– Что-то скажут мои добрые друзья англичане? – воскликнула она, увидев его. – Им представляется теперь удобный случай поддержать гарантию, данную ими сыну принца Брауншвейгского.
Она называла так маленького низвергнутого императора. Потом продолжала:
– Есть еще человек, которого мне было бы любопытно видеть. Это – Ботта. Мне кажется, он будет немного смущен. Но напрасно; я охотно дам ему тридцать тысяч солдат.
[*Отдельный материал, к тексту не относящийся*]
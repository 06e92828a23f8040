//! 向导外壳
//!
//! 所有向导共用的步骤指示器、提示条与导航按钮，
//! 步骤内容通过 `render` 的闭包插入。

use crate::wizard::controller::WizardController;
use crate::wizard::definition::WizardDefinition;
use crate::wizard::save::SaveState;
use serde::Serialize;
use std::fmt::Write as _;
use std::time::Instant;

/// 步骤指示器状态
#[derive(Debug, Clone, Copy, PartialEq, Eq, Serialize)]
#[serde(rename_all = "snake_case")]
pub enum IndicatorState {
    Completed,
    Current,
    Available,
    Locked,
}

impl IndicatorState {
    fn marker(self) -> &'static str {
        match self {
            IndicatorState::Completed => "✓",
            IndicatorState::Current => "▶",
            IndicatorState::Available => "○",
            IndicatorState::Locked => "·",
        }
    }
}

/// 步骤指示器
#[derive(Debug, Clone, PartialEq, Eq, Serialize)]
pub struct StepIndicator {
    pub index: usize,
    pub title: String,
    pub state: IndicatorState,
    pub clickable: bool,
}

/// 外壳视图
#[derive(Debug, Clone, PartialEq, Eq, Serialize)]
pub struct ShellView {
    pub title: String,
    pub indicators: Vec<StepIndicator>,
    /// 可见时的提示条文本
    pub banner: Option<String>,
    /// 保存失败时的提示
    pub save_error: Option<String>,
    pub previous_enabled: bool,
    pub next_label: &'static str,
    pub completion: u8,
}

pub struct WizardShell;

impl WizardShell {
    /// 从控制器生成外壳视图
    pub fn view<W: WizardDefinition>(controller: &WizardController<W>) -> ShellView {
        Self::view_at(controller, Instant::now())
    }

    pub fn view_at<W: WizardDefinition>(controller: &WizardController<W>, now: Instant) -> ShellView {
        let current = controller.current_step();

        let indicators = controller
            .steps()
            .iter()
            .enumerate()
            .map(|(index, step)| {
                let state = if index == current {
                    IndicatorState::Current
                } else if step.completed {
                    IndicatorState::Completed
                } else if controller.can_navigate_to(index) {
                    IndicatorState::Available
                } else {
                    IndicatorState::Locked
                };
                StepIndicator {
                    index,
                    title: step.title.clone(),
                    state,
                    clickable: index != current && controller.can_navigate_to(index),
                }
            })
            .collect();

        let banner = controller
            .banner()
            .is_visible_at(now)
            .then(|| controller.banner().message().to_string());

        let save_error = match controller.save_state() {
            SaveState::Failed { message, retryable } => Some(if *retryable {
                format!("No se pudo guardar: {message}. Intente nuevamente.")
            } else {
                format!("No se pudo guardar: {message}")
            }),
            _ => None,
        };

        ShellView {
            title: W::KIND.name().to_string(),
            indicators,
            banner,
            save_error,
            previous_enabled: current > 0,
            next_label: if controller.is_last_step() { "Guardar" } else { "Siguiente" },
            completion: controller.completion_percentage(),
        }
    }

    /// 渲染为文本，`content` 负责当前步骤的内容区域
    pub fn render<W, C>(controller: &WizardController<W>, content: C) -> String
    where
        W: WizardDefinition,
        C: FnOnce(&WizardController<W>) -> String,
    {
        let view = Self::view(controller);
        let mut out = String::new();

        let _ = writeln!(out, "== {} ({}%) ==", view.title, view.completion);
        for indicator in &view.indicators {
            let _ = writeln!(
                out,
                "  {} {}. {}",
                indicator.state.marker(),
                indicator.index + 1,
                indicator.title
            );
        }

        if let Some(banner) = &view.banner {
            let _ = writeln!(out, "[!] {}", banner);
        }
        if let Some(save_error) = &view.save_error {
            let _ = writeln!(out, "[x] {}", save_error);
        }

        out.push_str(&content(controller));
        if !out.ends_with('\n') {
            out.push('\n');
        }

        let previous = if view.previous_enabled { "< Anterior" } else { "" };
        let _ = writeln!(out, "{:<12}{:>12}", previous, format!("{} >", view.next_label));
        out
    }
}

#[cfg(test)]
mod tests {
    use super::*;
    use crate::models::ProcedureKind;
    use crate::wizard::controller::WizardSettings;
    use crate::wizard::rules::StepRules;
    use crate::wizard::step::StepDef;
    use std::time::Duration;

    crate::form_fields! {
        enum Field {
            Uno => "uno",
            Dos => "dos",
        }
    }

    struct Pair;

    impl WizardDefinition for Pair {
        type Field = Field;
        const KIND: ProcedureKind = ProcedureKind::ConformidadObra;

        fn steps() -> Vec<StepDef<Field>> {
            vec![
                StepDef::new("uno", "Primero").field(Field::Uno, "Uno"),
                StepDef::new("dos", "Segundo").field(Field::Dos, "Dos"),
                StepDef::new("fin", "Resumen"),
            ]
        }

        fn step_rules(step: usize) -> StepRules<Field> {
            match step {
                0 => StepRules::new().required(Field::Uno, "requerido"),
                _ => StepRules::new(),
            }
        }
    }

    #[test]
    fn test_indicators_follow_navigation_guard() {
        let c = WizardController::<Pair>::new(WizardSettings::default());
        let view = WizardShell::view(&c);

        let states: Vec<_> = view.indicators.iter().map(|i| i.state).collect();
        assert_eq!(
            states,
            vec![IndicatorState::Current, IndicatorState::Available, IndicatorState::Locked]
        );
        assert!(!view.indicators[0].clickable);
        assert!(view.indicators[1].clickable);
        assert!(!view.indicators[2].clickable);
        assert!(!view.previous_enabled);
        assert_eq!(view.next_label, "Siguiente");
    }

    #[test]
    fn test_banner_visible_only_after_failed_next() {
        let mut c = WizardController::<Pair>::new(WizardSettings::default());
        let t0 = Instant::now();
        assert!(WizardShell::view_at(&c, t0).banner.is_none());

        c.handle_next_at(t0);
        let view = WizardShell::view_at(&c, t0 + Duration::from_secs(1));
        assert_eq!(view.banner.as_deref(), Some(c.banner().message()));
        assert!(WizardShell::view_at(&c, t0 + Duration::from_secs(6)).banner.is_none());
    }

    #[test]
    fn test_render_wraps_content_slot() {
        let mut c = WizardController::<Pair>::new(WizardSettings::default());
        c.on_input_change(Field::Uno, "a");
        c.handle_next();
        c.handle_next();

        let text = WizardShell::render(&c, |ctl| format!("contenido del paso {}", ctl.current_step()));
        assert!(text.contains("Conformidad de Obra"));
        assert!(text.contains("✓ 1. Primero"));
        assert!(text.contains("contenido del paso 2"));
        assert!(text.contains("Guardar >"));
        assert!(text.contains("< Anterior"));
    }
}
Этих слов было достаточно, чтобы сбросить маркиза с высоты его воздушных замков. Ведь Елизавета раскрывала перед ним всю тайну своей будущей политики и, вместо привета, сообщала представителю Франции, что посылает на берега Рейна тридцать тысяч солдат, чтоб сразиться с войсками его государя. Ботта, как известно, был послом Марии-Терезии в Петербурге. Но молодой французский дипломат уже утратил способность смотреть на вещи здраво. Произнося свои многозначительные слова, дочь Петра Великого улыбалась ему, и он видел только ее улыбку. Впрочем, и сама Елизавета вряд ли отдавала себе полный отчет в том, что говорила. В опьянении новой властью и в страстном желании скорее проявить эту власть и насладиться ею, она играла союзами и армиями как новой интересной забавой. В эту минуту она, конечно, не чувствовала никакой нежности к Марии-Терезии. Дружба Венского двора и Брауншвейгской фамилии могла вызывать в ней лишь подозрение. Притом, – как Шетарди узнал это вскоре по личному опыту, – если дочь Петра Великого и царствовала со вчерашнего дня, то она еще не управляла страной. Но все-таки ее слова должны были послужить предостережением для Шетарди, а он не придал им никакого значения. Елизавета заговорила затем о Швеции, и он выказал полную готовность исполнить во всем волю императрицы. В один из ближайших дней главнокомандующему шведской армией, Левенгаупту, который все еще колебался, повиноваться ли ему французскому посланцу, Шетарди отправил второго курьера. Маркиз «все брал на себя» и приводил самые убедительные доводы в доказательство необходимости мира. «Швецию ждет верный разгром», – писал он. Но Левенгаупт был сбит с толку. «Вы убеждали меня как раз в противоположном недолго назад», – возражал он, – «вы говорили мне, что в России нет ни солдат, ни денег!» – «Теперь обстоятельства переменились», – отвечал маркиз и перечислял воображаемые богатства, отнятые Елизаветой у Юлии Менгден! В конце концов он уговорил шведа и остался чрезвычайно доволен собой, убедив Елизавету написать Людовику и попросить его о посредничестве для окончания шведской войны. По-прежнему улыбаясь, императрица согласилась на это под одним условием: чтобы ей прислали портрет короля, «единственного государя, – сказала она, – к которому она чувствует склонность с тех пор, как себя помнит».
Комплимент был тонкий и полный обещаний; но тот, к кому он был обращен, отказался его оценить. Дело в том, что одновременно с письмом Елизаветы в Версаль пришло известие о перемирии, предписанном Швеции, и о тягостном впечатлении, которое это событие произвело в Берлине. Война Швеции с Россией была одним из непременных условий, поставленных Франции прусским королем при заключении с нею союза. А этот союз был теперь очень непрочен: рассыпаясь перед Версальским двором в уверениях в беспредельной преданности, Фридрих имел в то же время в Клейн-Шнеллендорфе свидание с австрийским маршалом Нейпергом и выработал с ним основные пункты соглашения с Австрией. За этим соглашением должно было последовать перемирие и формальный договор. Но, как я уже указывал выше, восшествие Елизаветы на престол, увеличившее опасность разрыва с Россией, и взятие Праги (26 ноября 1741 г.), вернувшее счастье французским войскам, изменили намерения непостоянного короля. Он уже не так сильно боялся теперь австрийцев и опять почувствовал влечение к соотечественникам Вольтера.[390]
Но он хотел в то же время воспользоваться всеми преимуществами, которые ему могла дать его преданность общему делу, – преданность, вспыхнувшая с новой силой после неожиданных событий в Петербурге. Мардефельд присылал ему донесения, противоположные тем сведениям, благодаря которым маркиз Шетарди остановил наступление Левенгаупта. По словам прусского дипломата, русские войска с глубоким отвращением думали о предстоящей схватке со шведами и надеялись, что восшествие Елизаветы избавит их от этой неприятности. Они находились «в паническом страхе» и готовы были взбунтоваться, если бы государыня настаивала на кампании. Мардефельд рассказывал при этом про одного солдата, виновного в убийстве, который сам выдал себя властям, говоря: «Уж лучше погибнуть дома, чем быть убитым там».[391]